All entries shown below must be given again word for word.

[Collected data entries]

* * * * *

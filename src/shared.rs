use axum::{
    http::StatusCode,
    response::{IntoResponse, Response},
    Json,
};
use serde_json::json;
use std::sync::Arc;
use std::time::Duration;
use tracing::error;

use crate::stats::service::{QueryContext, StatsService};
use crate::stats::StatsError;

/// Shared application state containing all dependencies
#[derive(Clone)]
pub struct AppState {
    pub stats: Arc<StatsService>,
    /// Upper bound on the storage work done for one request
    pub query_timeout: Duration,
}

impl AppState {
    pub fn new(stats: Arc<StatsService>, query_timeout: Duration) -> Self {
        Self { stats, query_timeout }
    }

    /// A fresh per-request context whose deadline starts now.
    pub fn query_context(&self) -> QueryContext {
        QueryContext::with_timeout(self.query_timeout)
    }
}

impl IntoResponse for StatsError {
    fn into_response(self) -> Response {
        let (status, error_message) = match &self {
            StatsError::InvalidArgument(msg) => (StatusCode::BAD_REQUEST, msg.clone()),
            StatsError::UnknownMetric { .. } => (StatusCode::BAD_REQUEST, self.to_string()),
            StatsError::NotFound(msg) => (StatusCode::NOT_FOUND, msg.clone()),
            // Catalog gaps, schema drift and storage failures never echo internals to the client
            StatsError::UnknownEntity { .. } | StatsError::Mapping { .. } | StatsError::Storage { .. } => {
                error!(error = %self, "Request failed");
                (
                    StatusCode::INTERNAL_SERVER_ERROR,
                    "Internal server error".to_string(),
                )
            }
        };

        let body = Json(json!({
            "error": error_message
        }));

        (status, body).into_response()
    }
}
const PLAYER_RUSHING: DatasetMapping = DatasetMapping {
    base: Source::new("nfl_data.nfl_rushing_db", "ru"),
    joins: &[],
    columns: &[
        C::field("subject", "ru", "player_name"),
        C::metric("avg_gain", "ru", "avgGain", Yards),
        C::metric("long_rushing", "ru", "longRushing", Yards),
        C::metric("net_total_yards", "ru", "netTotalYards", Yards),
        C::metric("net_yards_per_game", "ru", "netYardsPerGame", PerGame),
        C::metric("rushing_attempts", "ru", "rushingAttempts", Count),
        C::metric("rushing_big_plays", "ru", "rushingBigPlays", Count),
        C::metric("rushing_first_downs", "ru", "rushingFirstDowns", Count),
        C::metric("rushing_fumbles", "ru", "rushingFumbles", Count),
        C::metric("rushing_fumbles_lost", "ru", "rushingFumblesLost", Count),
        C::metric("rushing_touchdowns", "ru", "rushingTouchdowns", Count),
        C::metric("rushing_yards", "ru", "rushingYards", Yards),
        C::metric("rushing_yards_per_game", "ru", "rushingYardsPerGame", PerGame),
        C::metric("stuffs", "ru", "stuffs", Count),
        C::metric("stuff_yards_lost", "ru", "stuffYardsLost", Yards),
        C::metric("team_games_played", "ru", "teamGamesPlayed", Count),
        C::metric("total_offensive_plays", "ru", "totalOffensivePlays", Count),
        C::metric("total_points_per_game", "ru", "totalPointsPerGame", PerGame),
        C::metric("total_touchdowns", "ru", "totalTouchdowns", Count),
        C::metric("total_yards", "ru", "totalYards", Yards),
        C::metric("total_yards_from_scrimmage", "ru", "totalYardsFromScrimmage", Yards),
        C::metric("two_point_rush_convs", "ru", "twoPointRushConvs", Count),
        C::metric("two_pt_rush", "ru", "twoPtRush", Count),
        C::metric("two_pt_rush_attempts", "ru", "twoPtRushAttempts", Count),
        C::metric("yards_from_scrimmage_per_game", "ru", "yardsFromScrimmagePerGame", PerGame),
        C::metric("yards_per_game", "ru", "yardsPerGame", PerGame),
        C::metric("yards_per_rush_attempt", "ru", "yardsPerRushAttempt", Yards),
    ],
    filters: &[F::ignore_case(Subject, "ru", "player_name")],
    bounds: &[],
    order: &[],
    distinct: false,
    one_row_per: None,
};

const PLAYER_PASSING: DatasetMapping = DatasetMapping {
    base: Source::new("nfl_data.nfl_passing_db", "pa"),
    joins: &[],
    columns: &[
        C::field("subject", "pa", "player_name"),
        C::metric("avg_gain", "pa", "avgGain", Yards),
        C::metric("completion_pct", "pa", "completionPct", Percent),
        C::metric("completions", "pa", "completions", Count),
        C::metric("interception_pct", "pa", "interceptionPct", Percent),
        C::metric("interceptions", "pa", "interceptions", Count),
        C::metric("long_passing", "pa", "longPassing", Yards),
        C::metric("net_passing_yards", "pa", "netPassingYards", Yards),
        C::metric("net_passing_yards_per_game", "pa", "netPassingYardsPerGame", PerGame),
        C::metric("net_total_yards", "pa", "netTotalYards", Yards),
        C::metric("net_yards_per_game", "pa", "netYardsPerGame", PerGame),
        C::metric("passing_attempts", "pa", "passingAttempts", Count),
        C::metric("passing_yards", "pa", "passingYards", Yards),
        C::metric("total_offensive_plays", "pa", "totalOffensivePlays", Count),
    ],
    filters: &[F::ignore_case(Subject, "pa", "player_name")],
    bounds: &[],
    order: &[],
    distinct: false,
    one_row_per: None,
};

* * * * *

Solution to the problem —
filename src/shared.rs
use axum::{
    http::StatusCode,
    response::{IntoResponse, Response},
    Json,
};
use serde_json::json;
use std::sync::Arc;
use std::time::Duration;
use tracing::error;

use crate::stats::service::{QueryContext, StatsService};
use crate::stats::StatsError;

/// Shared application state containing all dependencies
#[derive(Clone)]
pub struct AppState {
    pub stats: Arc<StatsService>,
    /// Upper bound on the storage work done for one request
    pub query_timeout: Duration,
}

impl AppState {
    pub fn new(stats: Arc<StatsService>, query_timeout: Duration) -> Self {
        Self { stats, query_timeout }
    }

    /// A fresh per-request context whose deadline starts now.
    pub fn query_context(&self) -> QueryContext {
        QueryContext::with_timeout(self.query_timeout)
    }
}

impl IntoResponse for StatsError {
    fn into_response(self) -> Response {
        let (status, error_message) = match &self {
            StatsError::InvalidArgument(msg) => (StatusCode::BAD_REQUEST, msg.clone()),
            StatsError::UnknownMetric { .. } => (StatusCode::BAD_REQUEST, self.to_string()),
            StatsError::NotFound(msg) => (StatusCode::NOT_FOUND, msg.clone()),
            // Catalog gaps, schema drift and storage failures never echo internals to the client
            StatsError::UnknownEntity { .. } | StatsError::Mapping { .. } | StatsError::Storage { .. } => {
                error!(error = %self, "Request failed");
                (
                    StatusCode::INTERNAL_SERVER_ERROR,
                    "Internal server error".to_string(),
                )
            }
        };

        let body = Json(json!({
            "error": error_message
        }));

        (status, body).into_response()
    }
}
const PLAYER_RUSHING: DatasetMapping = DatasetMapping {
    base: Source::new("nfl_data.nfl_rushing_db", "ru"),
    joins: &[],
    columns: &[
        C::field("subject", "ru", "player_name"),
        C::metric("avg_gain", "ru", "avgGain", Yards),
        C::metric("long_rushing", "ru", "longRushing", Yards),
        C::metric("net_total_yards", "ru", "netTotalYards", Yards),
        C::metric("net_yards_per_game", "ru", "netYardsPerGame", PerGame),
        C::metric("rushing_attempts", "ru", "rushingAttempts", Count),
        C::metric("rushing_big_plays", "ru", "rushingBigPlays", Count),
        C::metric("rushing_first_downs", "ru", "rushingFirstDowns", Count),
        C::metric("rushing_fumbles", "ru", "rushingFumbles", Count),
        C::metric("rushing_fumbles_lost", "ru", "rushingFumblesLost", Count),
        C::metric("rushing_touchdowns", "ru", "rushingTouchdowns", Count),
        C::metric("rushing_yards", "ru", "rushingYards", Yards),
        C::metric("rushing_yards_per_game", "ru", "rushingYardsPerGame", PerGame),
        C::metric("stuffs", "ru", "stuffs", Count),
        C::metric("stuff_yards_lost", "ru", "stuffYardsLost", Yards),
        C::metric("team_games_played", "ru", "teamGamesPlayed", Count),
        C::metric("total_offensive_plays", "ru", "totalOffensivePlays", Count),
        C::metric("total_points_per_game", "ru", "totalPointsPerGame", PerGame),
        C::metric("total_touchdowns", "ru", "totalTouchdowns", Count),
        C::metric("total_yards", "ru", "totalYards", Yards),
        C::metric("total_yards_from_scrimmage", "ru", "totalYardsFromScrimmage", Yards),
        C::metric("two_point_rush_convs", "ru", "twoPointRushConvs", Count),
        C::metric("two_pt_rush", "ru", "twoPtRush", Count),
        C::metric("two_pt_rush_attempts", "ru", "twoPtRushAttempts", Count),
        C::metric("yards_from_scrimmage_per_game", "ru", "yardsFromScrimmagePerGame", PerGame),
        C::metric("yards_per_game", "ru", "yardsPerGame", PerGame),
        C::metric("yards_per_rush_attempt", "ru", "yardsPerRushAttempt", Yards),
    ],
    filters: &[F::ignore_case(Subject, "ru", "player_name")],
    bounds: &[],
    order: &[],
    distinct: false,
    one_row_per: None,
};

const PLAYER_PASSING: DatasetMapping = DatasetMapping {
    base: Source::new("nfl_data.nfl_passing_db", "pa"),
    joins: &[],
    columns: &[
        C::field("subject", "pa", "player_name"),
        C::metric("avg_gain", "pa", "avgGain", Yards),
        C::metric("completion_pct", "pa", "completionPct", Percent),
        C::metric("completions", "pa", "completions", Count),
        C::metric("interception_pct", "pa", "interceptionPct", Percent),
        C::metric("interceptions", "pa", "interceptions", Count),
        C::metric("long_passing", "pa", "longPassing", Yards),
        C::metric("net_passing_yards", "pa", "netPassingYards", Yards),
        C::metric("net_passing_yards_per_game", "pa", "netPassingYardsPerGame", PerGame),
        C::metric("net_total_yards", "pa", "netTotalYards", Yards),
        C::metric("net_yards_per_game", "pa", "netYardsPerGame", PerGame),
        C::metric("passing_attempts", "pa", "passingAttempts", Count),
        C::metric("passing_yards", "pa", "passingYards", Yards),
        C::metric("total_offensive_plays", "pa", "totalOffensivePlays", Count),
    ],
    filters: &[F::ignore_case(Subject, "pa", "player_name")],
    bounds: &[],
    order: &[],
    distinct: false,
    one_row_per: None,
};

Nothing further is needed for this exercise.